Dans la construction et l’entretien des usines industrielles, la qualité de la soudure dépend de manière cruciale de la préparation du joint. ASME B31.3 (Tuyauterie de procédé) et ASME B31.1 (Tuyauterie électrique) définissent des exigences techniques précises pour la géométrie du chanfrein, les tolérances dimensionnelles et l’alignement des arêtes avant soudure. Le respect de ces exigences n’est pas une formalité : des erreurs dans la préparation du joint entraînent des défauts de coulée, de la porosité, des inclusions de scories et une réduction de la résistance mécanique du joint fini.
Portée : B31.3 et B31.1 en comparaison
Les deux critères s’appliquent à des contextes différents. L’ASME B31.3 (Tuyauterie de procédé) régule la tuyauterie de procédé dans les usines chimiques, pétrochimiques et de raffinage : elle couvre les fluides dangereux, la vapeur, les gaz et les liquides même dans des conditions de fonctionnement extrêmes, sur une large plage de pressions et de températures. L’ASME B31.1 (Tuyauterie électrique) couvre les tuyaux extérieurs des chaudières à vapeur, turbines, centrales thermoélectriques, en partant des points d’arrêt définis par la norme elle-même.
Les exigences de préparation conjointe dans les deux normes sont conceptuellement similaires mais diffèrent par certaines valeurs limites et tolérances. Pour toute application spécifique, il faut toujours se référer à l’édition de la norme requise par le client ou au code du bâtiment applicable.
Références réglementaires pour la préparation conjointe
Les principales références sont :
- ASME B31.3, Tuyauterie de procédé – section 328 (Exigences de soudage) et plus précisément 328.4 pour les exigences de jonction
- ASME B31.1, Conduiterie électrique – paragraphe 127 (Soudure, brasage et fusion)
- ASME BPVC Section IX, Norme de qualification pour les procédures de soudage, brasage et fusion – pour la qualification des procédures de soudure applicables aux deux normes
- ASME B16.25, Extrémités de soudure bout à bout – pour les géométries standard de soudure à bout
Normes ASME et UNI : deux systèmes pour le même objectif
Les ASME B31.3 et B31.1 sont des codes américains adoptés à l’échelle internationale, en particulier par les clients pétroliers et gaziers, énergétiques et offshore avec des spécifications anglo-saxonnes. En Europe, la même question est régie par les normes UNI EN ISO : UNI EN ISO 9692 pour les géométries chanfreinées, UNI EN ISO 3834 pour les exigences de qualité du procédé de soudage, UNI EN 1090 pour les constructions métalliques.

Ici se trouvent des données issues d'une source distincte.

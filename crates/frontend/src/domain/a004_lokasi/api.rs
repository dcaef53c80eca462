use crate::shared::api_utils::api_url;
use contracts::domain::a004_lokasi::aggregate::LokasiRef;
use gloo_net::http::Request;

/// Location options for filter and form dropdowns
pub async fn list() -> Result<Vec<LokasiRef>, String> {
    let response = Request::get(&api_url("/api/lokasi"))
        .send()
        .await
        .map_err(|e| format!("Request failed: {}", e))?;

    if !response.ok() {
        return Err(format!("HTTP error: {}", response.status()));
    }

    response
        .json()
        .await
        .map_err(|e| format!("Failed to parse response: {}", e))
}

Les principes techniques de base – angles de biseau, hauteur de tête, alignement des arêtes – sont conceptuellement similaires, mais les valeurs de référence et les documents à consulter dans WPS et lors des inspections diffèrent entre les deux systèmes.
Types d’assemblage : soudure bout à bout et imbriquage
Les deux principaux types de joints autorisés par l’ASME B31.3 et B31.1 sont la soudure bout à bout et la soudure à douille.
Soudure bout à bout (butt weld)
La soudure à bout est applicable à tout diamètre. Au-delà de DN 50 (NPS 2 »), la soudure bout à bout est le choix prédominant et souvent le seul exigé par les spécifications de conception : ASME B31.3 n’interdit pas absolument les raccords imbriqués au-delà de NPS 2 », mais limite leur utilisation dans certains services (par exemple, fluides de catégorie M et services cycliques sévères), à tel point que la plupart des spécifications de l’entreprise excluent les soudures à douille pour des diamètres supérieurs à NPS 2 ». La géométrie du chanfrein (angle, hauteur du talon, profil du nez) doit respecter la norme ASME B16.25 pour les extrémités soudées bout bout des raccords et des tuyaux.
Soudure à douille (socket weld)
La soudure entrelacée est généralement limitée aux diamètres DN <= 50 (NPS <= 2 ») : ASME B31.3 ne fixe pas cette limite universelle, mais en restreint l’utilisation selon le service (elle n’est pas autorisée pour les fluides de catégorie M et pour les services cycliques sévères), et presque toutes les spécifications de l’entreprise l’excluent au-delà de NPS 2 ». La norme impose un espace axial minimum d’environ 1,6 mm (1/16″) entre le bas de la bague et l’extrémité du tuyau avant la soudure, afin de permettre une expansion thermique du tuyau pendant le cycle thermique de soudage et d’éviter les fissures par fatigue. Il ne nécessite pas de chanfreinage du tube, mais il est essentiel de mettre l’extrémité au carré.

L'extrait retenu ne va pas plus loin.